**WORK TO COMPLETE:**
With every mark kept, transcribe all of the records.

____ AVAILABLE RECORDS

impl InternalMessage {
    pub fn msg_type(&self) -> u16 {
        match self {
            InternalMessage::AddChannel { .. } => CONTROL_ADD_CHANNEL,
            InternalMessage::RemoveChannel { .. } => CONTROL_REMOVE_CHANNEL,
            InternalMessage::SetConName { .. } => CONTROL_SET_CON_NAME,
            InternalMessage::LogMessage { .. } => CONTROL_LOG_MESSAGE,
            InternalMessage::ClientAgentSetState { .. } => CLIENTAGENT_SET_STATE,
            InternalMessage::ClientAgentSetClientId { .. } => CLIENTAGENT_SET_CLIENT_ID,
            InternalMessage::ClientAgentEject { .. } => CLIENTAGENT_EJECT,
            InternalMessage::ClientAgentAddInterestMultiple { .. } => {
                CLIENTAGENT_ADD_INTEREST_MULTIPLE
            }
            InternalMessage::CreateObjectWithRequired { .. } => {
                STATESERVER_CREATE_OBJECT_WITH_REQUIRED
            }
            InternalMessage::ObjectDeleteRam { .. } => STATESERVER_OBJECT_DELETE_RAM,
            InternalMessage::ObjectSetField { .. } => STATESERVER_OBJECT_SET_FIELD,
            InternalMessage::ObjectSetAi { .. } => STATESERVER_OBJECT_SET_AI,
            InternalMessage::Other { msg_type } => *msg_type,
        }
    }

    pub fn is_control(&self) -> bool {
        matches!(
            self,
            InternalMessage::AddChannel { .. }
                | InternalMessage::RemoveChannel { .. }
                | InternalMessage::SetConName { .. }
                | InternalMessage::LogMessage { .. }
        )
    }

    fn encode_body(&self, dg: &mut Datagram) -> Result<(), DatagramError> {
        match self {
            InternalMessage::AddChannel { channel } | InternalMessage::RemoveChannel { channel } => {
                dg.add_u64(*channel)
            }
            InternalMessage::SetConName { name } => dg.add_string(name)?,
            InternalMessage::LogMessage { payload } => dg.add_blob(payload)?,
            InternalMessage::ClientAgentSetState { state } => dg.add_u16(*state),
            InternalMessage::ClientAgentSetClientId { channel } => dg.add_u64(*channel),
            InternalMessage::ClientAgentEject { code, reason } => {
                dg.add_u16(*code);
                dg.add_string(reason)?;
            }
            InternalMessage::ClientAgentAddInterestMultiple {
                context,
                interest_id,
                parent_id,
                zones,
            } => {
                dg.add_u32(*context);
                dg.add_u16(*interest_id);
                dg.add_u32(*parent_id);
                add_zones(dg, zones)?;
            }
            InternalMessage::CreateObjectWithRequired {
                do_id,
                parent_id,
                zone_id,
                class_name,
                required,
            } => {
                dg.add_u32(*do_id);
                dg.add_u32(*parent_id);
                dg.add_u32(*zone_id);
                dg.add_string(class_name)?;
                add_required(dg, required)?;
            }
            InternalMessage::ObjectDeleteRam { do_id } => dg.add_u32(*do_id),
            InternalMessage::ObjectSetField { do_id, field, args } => {
                dg.add_u32(*do_id);
                dg.add_string(field)?;
                add_field_args(dg, args)?;
            }
            InternalMessage::ObjectSetAi { ai_channel } => dg.add_u64(*ai_channel),
            InternalMessage::Other { .. } => {}
        }
        Ok(())
    }

    fn decode_body(msg_type: u16, it: &mut DatagramIterator<'_>) -> Result<Self, DatagramError> {
        let message = match msg_type {
            CONTROL_ADD_CHANNEL => InternalMessage::AddChannel {
                channel: it.get_u64()?,
            },
            CONTROL_REMOVE_CHANNEL => InternalMessage::RemoveChannel {
                channel: it.get_u64()?,
            },
            CONTROL_SET_CON_NAME => InternalMessage::SetConName {
                name: it.get_string()?,
            },
            CONTROL_LOG_MESSAGE => InternalMessage::LogMessage {
                payload: it.get_blob()?,
            },
            CLIENTAGENT_SET_STATE => InternalMessage::ClientAgentSetState {
                state: it.get_u16()?,
            },
            CLIENTAGENT_SET_CLIENT_ID => InternalMessage::ClientAgentSetClientId {
                channel: it.get_u64()?,
            },
            CLIENTAGENT_EJECT => InternalMessage::ClientAgentEject {
                code: it.get_u16()?,
                reason: it.get_string()?,
            },
            CLIENTAGENT_ADD_INTEREST_MULTIPLE => InternalMessage::ClientAgentAddInterestMultiple {
                context: it.get_u32()?,
                interest_id: it.get_u16()?,
                parent_id: it.get_u32()?,
                zones: get_zones(it)?,
            },
            STATESERVER_CREATE_OBJECT_WITH_REQUIRED => InternalMessage::CreateObjectWithRequired {
                do_id: it.get_u32()?,
                parent_id: it.get_u32()?,
                zone_id: it.get_u32()?,
                class_name: it.get_string()?,
                required: get_required(it)?,
            },
            STATESERVER_OBJECT_DELETE_RAM => InternalMessage::ObjectDeleteRam {
                do_id: it.get_u32()?,
            },
            STATESERVER_OBJECT_SET_FIELD => InternalMessage::ObjectSetField {
                do_id: it.get_u32()?,
                field: it.get_string()?,
                args: get_field_args(it)?,
            },
            STATESERVER_OBJECT_SET_AI => InternalMessage::ObjectSetAi {
                ai_channel: it.get_u64()?,
            },
            other => {
                return Ok(InternalMessage::Other { msg_type: other });
            }
        };

        it.finish()?;
        Ok(message)
    }
}

/// A message with its Message Director routing header.
#[derive(Debug, Clone, PartialEq)]
pub struct InternalDatagram {
    pub recipients: Vec<ChannelId>,
    /// Absent on control messages.
    pub sender: Option<ChannelId>,
    pub message: InternalMessage,
}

________

**RESULT BELOW:**
impl InternalMessage {
    pub fn msg_type(&self) -> u16 {
        match self {
            InternalMessage::AddChannel { .. } => CONTROL_ADD_CHANNEL,
            InternalMessage::RemoveChannel { .. } => CONTROL_REMOVE_CHANNEL,
            InternalMessage::SetConName { .. } => CONTROL_SET_CON_NAME,
            InternalMessage::LogMessage { .. } => CONTROL_LOG_MESSAGE,
            InternalMessage::ClientAgentSetState { .. } => CLIENTAGENT_SET_STATE,
            InternalMessage::ClientAgentSetClientId { .. } => CLIENTAGENT_SET_CLIENT_ID,
            InternalMessage::ClientAgentEject { .. } => CLIENTAGENT_EJECT,
            InternalMessage::ClientAgentAddInterestMultiple { .. } => {
                CLIENTAGENT_ADD_INTEREST_MULTIPLE
            }
            InternalMessage::CreateObjectWithRequired { .. } => {
                STATESERVER_CREATE_OBJECT_WITH_REQUIRED
            }
            InternalMessage::ObjectDeleteRam { .. } => STATESERVER_OBJECT_DELETE_RAM,
            InternalMessage::ObjectSetField { .. } => STATESERVER_OBJECT_SET_FIELD,
            InternalMessage::ObjectSetAi { .. } => STATESERVER_OBJECT_SET_AI,
            InternalMessage::Other { msg_type } => *msg_type,
        }
    }

    pub fn is_control(&self) -> bool {
        matches!(
            self,
            InternalMessage::AddChannel { .. }
                | InternalMessage::RemoveChannel { .. }
                | InternalMessage::SetConName { .. }
                | InternalMessage::LogMessage { .. }
        )
    }

    fn encode_body(&self, dg: &mut Datagram) -> Result<(), DatagramError> {
        match self {
            InternalMessage::AddChannel { channel } | InternalMessage::RemoveChannel { channel } => {
                dg.add_u64(*channel)
            }
            InternalMessage::SetConName { name } => dg.add_string(name)?,
            InternalMessage::LogMessage { payload } => dg.add_blob(payload)?,
            InternalMessage::ClientAgentSetState { state } => dg.add_u16(*state),
            InternalMessage::ClientAgentSetClientId { channel } => dg.add_u64(*channel),
            InternalMessage::ClientAgentEject { code, reason } => {
                dg.add_u16(*code);
                dg.add_string(reason)?;
            }
            InternalMessage::ClientAgentAddInterestMultiple {
                context,
                interest_id,
                parent_id,
                zones,
            } => {
                dg.add_u32(*context);
                dg.add_u16(*interest_id);
                dg.add_u32(*parent_id);
                add_zones(dg, zones)?;
            }
            InternalMessage::CreateObjectWithRequired {
                do_id,
                parent_id,
                zone_id,
                class_name,
                required,
            } => {
                dg.add_u32(*do_id);
                dg.add_u32(*parent_id);
                dg.add_u32(*zone_id);
                dg.add_string(class_name)?;
                add_required(dg, required)?;
            }
            InternalMessage::ObjectDeleteRam { do_id } => dg.add_u32(*do_id),
            InternalMessage::ObjectSetField { do_id, field, args } => {
                dg.add_u32(*do_id);
                dg.add_string(field)?;
                add_field_args(dg, args)?;
            }
            InternalMessage::ObjectSetAi { ai_channel } => dg.add_u64(*ai_channel),
            InternalMessage::Other { .. } => {}
        }
        Ok(())
    }

    fn decode_body(msg_type: u16, it: &mut DatagramIterator<'_>) -> Result<Self, DatagramError> {
        let message = match msg_type {
            CONTROL_ADD_CHANNEL => InternalMessage::AddChannel {
                channel: it.get_u64()?,
            },
            CONTROL_REMOVE_CHANNEL => InternalMessage::RemoveChannel {
                channel: it.get_u64()?,
            },
            CONTROL_SET_CON_NAME => InternalMessage::SetConName {
                name: it.get_string()?,
            },
            CONTROL_LOG_MESSAGE => InternalMessage::LogMessage {
                payload: it.get_blob()?,
            },
            CLIENTAGENT_SET_STATE => InternalMessage::ClientAgentSetState {
                state: it.get_u16()?,
            },
            CLIENTAGENT_SET_CLIENT_ID => InternalMessage::ClientAgentSetClientId {
                channel: it.get_u64()?,
            },
            CLIENTAGENT_EJECT => InternalMessage::ClientAgentEject {
                code: it.get_u16()?,
                reason: it.get_string()?,
            },
            CLIENTAGENT_ADD_INTEREST_MULTIPLE => InternalMessage::ClientAgentAddInterestMultiple {
                context: it.get_u32()?,
                interest_id: it.get_u16()?,
                parent_id: it.get_u32()?,
                zones: get_zones(it)?,
            },
            STATESERVER_CREATE_OBJECT_WITH_REQUIRED => InternalMessage::CreateObjectWithRequired {
                do_id: it.get_u32()?,
                parent_id: it.get_u32()?,
                zone_id: it.get_u32()?,
                class_name: it.get_string()?,
                required: get_required(it)?,
            },
            STATESERVER_OBJECT_DELETE_RAM => InternalMessage::ObjectDeleteRam {
                do_id: it.get_u32()?,
            },
            STATESERVER_OBJECT_SET_FIELD => InternalMessage::ObjectSetField {
                do_id: it.get_u32()?,
                field: it.get_string()?,
                args: get_field_args(it)?,
            },
            STATESERVER_OBJECT_SET_AI => InternalMessage::ObjectSetAi {
                ai_channel: it.get_u64()?,
            },
            other => {
                return Ok(InternalMessage::Other { msg_type: other });
            }
        };

        it.finish()?;
        Ok(message)
    }
}

/// A message with its Message Director routing header.
#[derive(Debug, Clone, PartialEq)]
pub struct InternalDatagram {
    pub recipients: Vec<ChannelId>,
    /// Absent on control messages.
    pub sender: Option<ChannelId>,
    pub message: InternalMessage,
}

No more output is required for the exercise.